It’s that time of year when the internet turns into a giant group chat about self-improvement. New year, new you. Better habits. Better boundaries. A year older, and maybe wiser.

Right on cue, the wisdom hucksters appear. They are the “one weird trick” crowd — the gurus with a microphone, a smirk and a promise of instant ascendance if you just buy the book, sign up for the training program, use their AI tool or subscribe to their Substack.

But there is no “enlightenment pill” that works overnight and never wears off. The evidence points the other direction: wisdom isn’t a permanent halo you wear. It’s a set of mental processes you can practise — and lose — depending on whether it’s a calm Tuesday or a stressful Sunday.
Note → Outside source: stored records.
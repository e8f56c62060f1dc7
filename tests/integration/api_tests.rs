//! API integration tests

use reqwest::Client;
use serde_json::{json, Value};

use crate::common::{admin_credentials, admin_token, create_member, unique_suffix, BASE_URL};

#[tokio::test]
#[ignore] // Run with: cargo test -- --ignored
async fn test_health_check() {
    let client = Client::new();

    let response = client
        .get(format!("{}/health", BASE_URL))
        .send()
        .await
        .expect("Failed to send request");

    assert!(response.status().is_success());

    let body: Value = response.json().await.expect("Failed to parse response");
    assert_eq!(body["status"], "healthy");
}

#[tokio::test]
#[ignore]
async fn test_readiness_check() {
    let client = Client::new();

    let response = client
        .get(format!("{}/ready", BASE_URL))
        .send()
        .await
        .expect("Failed to send request");

    assert_eq!(response.status(), 200);
    let body: Value = response.json().await.expect("Failed to parse response");
    assert_eq!(body["status"], "ready");
}

#[tokio::test]
#[ignore]
async fn test_login() {
    let client = Client::new();
    let (username, password) = admin_credentials();

    let response = client
        .post(format!("{}/auth/login", BASE_URL))
        .json(&json!({
            "username": username,
            "password": password
        }))
        .send()
        .await
        .expect("Failed to send request");

    assert!(response.status().is_success());

    let body: Value = response.json().await.expect("Failed to parse response");
    assert!(body["access_token"].is_string());
    assert!(body["refresh_token"].is_string());
    assert_eq!(body["token_type"], "Bearer");
}

#[tokio::test]
#[ignore]
async fn test_login_invalid_credentials() {
    let client = Client::new();
    let (username, _) = admin_credentials();

    let response = client
        .post(format!("{}/auth/login", BASE_URL))
        .json(&json!({
            "username": username,
            "password": "wrong"
        }))
        .send()
        .await
        .expect("Failed to send request");

    assert_eq!(response.status(), 401);
}

#[tokio::test]
#[ignore]
async fn test_refresh_token() {
    let client = Client::new();
    let (username, password) = admin_credentials();

    let body: Value = client
        .post(format!("{}/auth/login", BASE_URL))
        .json(&json!({ "username": username, "password": password }))
        .send()
        .await
        .expect("Failed to send request")
        .json()
        .await
        .expect("Failed to parse response");

    let response = client
        .post(format!("{}/auth/refresh", BASE_URL))
        .json(&json!({ "refresh_token": body["refresh_token"] }))
        .send()
        .await
        .expect("Failed to send request");
    assert_eq!(response.status(), 200);

    // An access token is not accepted as a refresh token
    let response = client
        .post(format!("{}/auth/refresh", BASE_URL))
        .json(&json!({ "refresh_token": body["access_token"] }))
        .send()
        .await
        .expect("Failed to send request");
    assert_eq!(response.status(), 401);
}

#[tokio::test]
#[ignore]
async fn test_get_current_user() {
    let client = Client::new();
    let token = admin_token(&client).await;

    let response = client
        .get(format!("{}/auth/me", BASE_URL))
        .bearer_auth(&token)
        .send()
        .await
        .expect("Failed to send request");

    assert!(response.status().is_success());

    let body: Value = response.json().await.expect("Failed to parse response");
    assert_eq!(body["username"], admin_credentials().0);
    assert_eq!(body["is_staff"], true);
    assert!(body.get("password").is_none());
}

#[tokio::test]
#[ignore]
async fn test_unauthorized_access() {
    let client = Client::new();

    let response = client
        .get(format!("{}/books", BASE_URL))
        .send()
        .await
        .expect("Failed to send request");

    assert_eq!(response.status(), 401);
}

#[tokio::test]
#[ignore]
async fn test_invalid_isbn_rejected() {
    let client = Client::new();
    let token = admin_token(&client).await;

    let response = client
        .post(format!("{}/books", BASE_URL))
        .bearer_auth(&token)
        .json(&json!({
            "title": "Short",
            "author": "Nobody",
            "isbn": "12345"
        }))
        .send()
        .await
        .expect("Failed to send request");

    assert_eq!(response.status(), 400);
}

#[tokio::test]
#[ignore]
async fn test_member_cannot_manage_catalog_or_users() {
    let client = Client::new();
    let admin = admin_token(&client).await;
    let (_, member) = create_member(&client, &admin, "reader").await;

    let response = client
        .post(format!("{}/books", BASE_URL))
        .bearer_auth(&member)
        .json(&json!({
            "title": "Forbidden",
            "author": "Nobody",
            "isbn": "0000000000"
        }))
        .send()
        .await
        .expect("Failed to send request");
    assert_eq!(response.status(), 403);

    let response = client
        .get(format!("{}/users", BASE_URL))
        .bearer_auth(&member)
        .send()
        .await
        .expect("Failed to send request");
    assert_eq!(response.status(), 403);
}

#[tokio::test]
#[ignore]
async fn test_member_cannot_grant_self_staff() {
    let client = Client::new();
    let admin = admin_token(&client).await;
    let (id, member) = create_member(&client, &admin, "climber").await;

    let response = client
        .put(format!("{}/users/{}", BASE_URL, id))
        .bearer_auth(&member)
        .json(&json!({ "is_staff": true }))
        .send()
        .await
        .expect("Failed to send request");

    assert_eq!(response.status(), 403);
}

#[tokio::test]
#[ignore]
async fn test_search_wildcards_match_literally() {
    let client = Client::new();
    let token = admin_token(&client).await;
    let suffix = unique_suffix();

    let response = client
        .post(format!("{}/books", BASE_URL))
        .bearer_auth(&token)
        .json(&json!({
            "title": format!("Clearance {}% off", suffix),
            "author": "Anonymous",
            "isbn": format!("{:010}", suffix % 10_000_000_000)
        }))
        .send()
        .await
        .expect("Failed to send request");
    assert_eq!(response.status(), 201);

    let search = |term: String| {
        let client = client.clone();
        let token = token.clone();
        async move {
            let body: Value = client
                .get(format!("{}/books", BASE_URL))
                .bearer_auth(&token)
                .query(&[("search", term)])
                .send()
                .await
                .expect("Failed to send request")
                .json()
                .await
                .expect("Failed to parse response");
            body["total"].as_i64().expect("No total")
        }
    };

    assert_eq!(search(format!("{}%", suffix)).await, 1);
    // `_` must not stand in for the `%` character
    assert_eq!(search(format!("{}_", suffix)).await, 0);
}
To understand why we often fail to be wise when we need it most, we must stop treating wisdom like a fixed personality trait.

In modern psychology, wisdom isn’t an ethereal, mystical quality. It’s made of specific metacognitive skills — mental processes that help us navigate the crazy uncertain world we live in. These include:

Intellectual humility: Admitting you could be wrong or that your knowledge is limited.

Recognition of uncertainty: Understanding that situations can unfold in many different ways.

Consideration of diverse viewpoints: The ability to see how a situation looks from another side.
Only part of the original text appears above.